Смотрю в окно на холм. Зелень стала выгорать, преобладают рыжие, серые цвета. И ещё оливковый. Небольшое белое облако присело на холм.
Цвета, подсказанные этой землёй Но что, кроме восхищения перед этой сложной, требующей терпения, да и просто физических сил работой, может объяснить знание, откуда пришёл колорит, когда ты видишь, как будто на твоих глазах тает и исчезает изображение?!
О чём думают посетители «Метрополитена», стоя перед гобеленом, скромно названным «От первого лица»? Какие ассоциации возникают у них?
Моя первая была — с Анной Франк, с дымом, которым она стала.
Понятно, что у Автора был другой замысел, раз использована личная фотография.
Но работа закончена, и теперь она наполняется тем содержанием, которое рождается у зрителя. Возможно, чьи-то ассоциации будут подсказаны выцветшими от времени фотографиями, которыми дорожат пожилые люди.
Старые фотографии, как старая мебель и старая одежда, хранят память: человека, семьи, времени. Может, поэтому так больно бывает, когда вдруг на улице видишь среди выброшенных вещей фотографии, а то и семейный альбом. Не уверена, что компьютер способен так же хранить «связь времён». И мне понятно, почему на «шуке пишпишим» (барахолке) художница не может пройти мимо чужих старых фотографий: хочется хоть таким способом продлить чужую память.
У Саши Стояновой есть две работы, которые прямо обращаются к памяти: «Судьи» и «Свидетели».
Конечно, названия метафоричны. Но насколько многослойны эти метафоры!
Я помню наш тяжёлый альбом с уголками для фотографий, иногда какой-то недоставало, а от какой-то была отрезана часть.
Сначала просто любила листать плотные страницы. После смерти Бабушки я часто оставалась одна. Мне было десять лет.

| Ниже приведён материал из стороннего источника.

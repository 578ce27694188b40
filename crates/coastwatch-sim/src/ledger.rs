//! Tracking ledger: continuous tracking time per target and lock state.

use std::collections::{BTreeMap, BTreeSet};

use coastwatch_core::constants::LOCK_THRESHOLD_MS;
use coastwatch_core::types::TargetId;

/// Accumulated tracking time for every currently tracked target.
///
/// An entry exists exactly while some drone is TRACKING the target. Losing the
/// track drops both the time and the lock, so a re-acquired target needs a
/// fresh threshold before another attack drone launches.
#[derive(Debug, Clone, Default)]
pub struct TrackingLedger {
    durations: BTreeMap<TargetId, f64>,
    locked: BTreeSet<TargetId>,
}

impl TrackingLedger {
    pub fn new() -> Self {
        Self::default()
    }

    /// Accrue `delta_ms` for every tracked target and prune the rest.
    /// Returns targets that crossed the lock threshold this update, in id order.
    pub fn update(&mut self, tracked: &BTreeSet<TargetId>, delta_ms: f64) -> Vec<TargetId> {
        let mut newly_locked = Vec::new();

        for &id in tracked {
            let duration = self.durations.entry(id).or_insert(0.0);
            *duration += delta_ms;
            if *duration > LOCK_THRESHOLD_MS && self.locked.insert(id) {
                newly_locked.push(id);
            }
        }

        self.durations.retain(|id, _| tracked.contains(id));
        self.locked.retain(|id| tracked.contains(id));

        newly_locked
    }

    /// Continuous tracking time for a target, if it is tracked.
    pub fn duration(&self, id: TargetId) -> Option<f64> {
        self.durations.get(&id).copied()
    }

    pub fn is_tracked(&self, id: TargetId) -> bool {
        self.durations.contains_key(&id)
    }

    pub fn is_locked(&self, id: TargetId) -> bool {
        self.locked.contains(&id)
    }

    /// (target, duration, locked) in id order.
    pub fn iter(&self) -> impl Iterator<Item = (TargetId, f64, bool)> + '_ {
        self.durations
            .iter()
            .map(|(&id, &duration)| (id, duration, self.locked.contains(&id)))
    }

    pub fn len(&self) -> usize {
        self.durations.len()
    }

    pub fn is_empty(&self) -> bool {
        self.durations.is_empty()
    }
}

#[cfg(test)]
mod tests {
    use super::*;

    fn set(ids: &[u32]) -> BTreeSet<TargetId> {
        ids.iter().map(|&i| TargetId(i)).collect()
    }

    #[test]
    fn test_accrues_and_locks_once() {
        let mut ledger = TrackingLedger::new();
        let tracked = set(&[7]);

        let mut locks = Vec::new();
        for _ in 0..70 {
            locks.extend(ledger.update(&tracked, 16.0));
        }
        assert_eq!(locks, vec![TargetId(7)]);
        assert!(ledger.is_locked(TargetId(7)));
        assert!((ledger.duration(TargetId(7)).unwrap() - 1120.0).abs() < 1e-9);
    }

    #[test]
    fn test_threshold_is_strict() {
        let mut ledger = TrackingLedger::new();
        let tracked = set(&[1]);
        assert!(ledger.update(&tracked, 1000.0).is_empty());
        assert_eq!(ledger.update(&tracked, 0.5), vec![TargetId(1)]);
    }

    #[test]
    fn test_untracked_entries_pruned_and_unlocked() {
        let mut ledger = TrackingLedger::new();
        ledger.update(&set(&[1, 2]), 1500.0);
        assert!(ledger.is_locked(TargetId(1)));

        ledger.update(&set(&[2]), 16.0);
        assert_eq!(ledger.duration(TargetId(1)), None);
        assert!(!ledger.is_locked(TargetId(1)));
        assert_eq!(ledger.len(), 1);

        // Re-acquired: the clock restarts from zero.
        ledger.update(&set(&[1, 2]), 16.0);
        assert_eq!(ledger.duration(TargetId(1)), Some(16.0));
        assert!(!ledger.is_locked(TargetId(1)));
    }
}
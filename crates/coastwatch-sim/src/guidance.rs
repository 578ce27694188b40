//! Guidance for attack drones.
//!
//! First-order lead prediction: the target is projected forward along its
//! current velocity for as long as the interceptor needs to cover the
//! present range.

use coastwatch_core::components::Kinematics;
use coastwatch_core::constants::SPEED_SCALE;
use coastwatch_core::types::{distance, Vec2};

/// Time for an interceptor at `speed` to cover `range` units, in ms.
pub fn time_to_intercept_ms(range: f64, speed: f64) -> f64 {
    if speed <= 0.0 {
        return f64::INFINITY;
    }
    range / (speed * SPEED_SCALE)
}

/// Predicted intercept point for an interceptor at `own_position` flying at `own_speed`.
pub fn lead_point(own_position: Vec2, own_speed: f64, target: &Kinematics) -> Vec2 {
    let range = distance(own_position, target.position);
    let tti_ms = time_to_intercept_ms(range, own_speed);
    if !tti_ms.is_finite() {
        return target.position;
    }
    target.position + target.velocity * target.speed * SPEED_SCALE * tti_ms
}

#[cfg(test)]
mod tests {
    use super::*;
    use coastwatch_core::types::heading_vector;

    fn target(x: f64, y: f64, heading: f64, speed: f64) -> Kinematics {
        Kinematics {
            position: Vec2::new(x, y),
            velocity: heading_vector(heading),
            speed,
            heading,
        }
    }

    #[test]
    fn test_tti() {
        // 15 units per 100 ms.
        assert!((time_to_intercept_ms(150.0, 15.0) - 1000.0).abs() < 1e-9);
        assert!(time_to_intercept_ms(10.0, 0.0).is_infinite());
    }

    #[test]
    fn test_lead_scales_with_target_speed_ratio() {
        // Target moving +y at 9; range 150; interceptor 15 -> lead 150 * 9/15 = 90.
        let t = target(250.0, 300.0, std::f64::consts::FRAC_PI_2, 9.0);
        let aim = lead_point(Vec2::new(100.0, 300.0), 15.0, &t);
        assert!((aim.x - 250.0).abs() < 1e-9);
        assert!((aim.y - 390.0).abs() < 1e-9);
    }

    #[test]
    fn test_stationary_target_no_lead() {
        let t = target(200.0, 200.0, 0.0, 0.0);
        assert_eq!(lead_point(Vec2::new(0.0, 0.0), 15.0, &t), t.position);
    }
}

Я любила слушать по радио передачу «Театр у микрофона». Альбом закрывался на металлические застёжки. Я открывала его тяжёлую обложку, как занавес, и люди на фотографиях становились для меня действующими лицами какой-то пьесы.
Она никогда в моём воображении не была страшной. Да и вспомнила я об этом только, когда увидела «Судей». В первый момент мне показалось, что портрет человека в левом углу — это портрет Гумилёва.
И воображение уложило все остальные фотографии в этот жуткий длинный временной отрезок.
Из немногих вопросов — чисто технических — это был единственный, касающийся содержания.
Нет. Это просто фотографии из альбома. Но на гобелене тоже есть пустая ячейка.
Всех этих людей забрало время. Но того, чья фотография отсутствует, — чья-то злая сила. Может, эта перенесённая на гобелен увеличенная многократно страница свяжет нас с этими людьми? Не потому ли поверхность гобелена покрывают незакрепленные светлые нити? Протяни руку, дотронься–они хранят тепло.
Почему художница назвала свою работу «Судьи»? И кто кого судит? Они нас? Мы их за что-то? Мы себя под их взглядом?
И кто эти «Свидетели»? Кто заточил их в темницу? Какая странная решётка…
Сквозь неё можно при желании выбраться. Что же заставляет их оставаться на месте и корчиться в муках?
Может, свидетели это мы сами?! Только мы знаем всё, что не только совершили в действительности, но и в мыслях.
Самый правдивый, а потому и самый опасный свидетель-наше подсознание. А самый бескомпромиссный судья–душа, когда она корчится от боли и стыда..
Значит, человек сам себе и свидетель и судья, и всё зависит от того, не подкупаем ли мы свидетеля?!
Эти две работы после закрытия павильона в парке Тефен забрал Тель-Авивский музей. Будем надеяться, что они наконец-то будут перенесены из запасников и зрители смогут постоять перед ними и подумать.
Картины-гобелены Саши Стояновой звучат. И я задала вопрос о музыке.
Оказалось, художнице не близок Шнитке, который, как мне показалось, пронизывает работу «Свидетели». Композитор сказал в каком-то интервью, что для него важно «то, что говорят нервы, сознание, подсознание». «Свидетели» это и «озвучили».
Саша Стоянова любит Баха. Но Бродский прав: «в каждой музыке –Бах». Я услышала его в «Молчании».
И тогда возникший перед глазами станок с натянутыми нитями показался мне органом.«Молитва» звучала Лакримозой Моцарта.
А из спелёнутых гобеленов, казалось, доносилась «Жалоба» Гречанинова, которую в музыкальной школе играют дети.
Но всё это при каком-то энном взгляде на работы. Потому что при первом ты оглушён, опрокинут, тебя как будто поднял какой-то великан и так сильно встряхнул, что всё, что может вырваться, чтобы вернуть дыхание, это: «Ох, как…».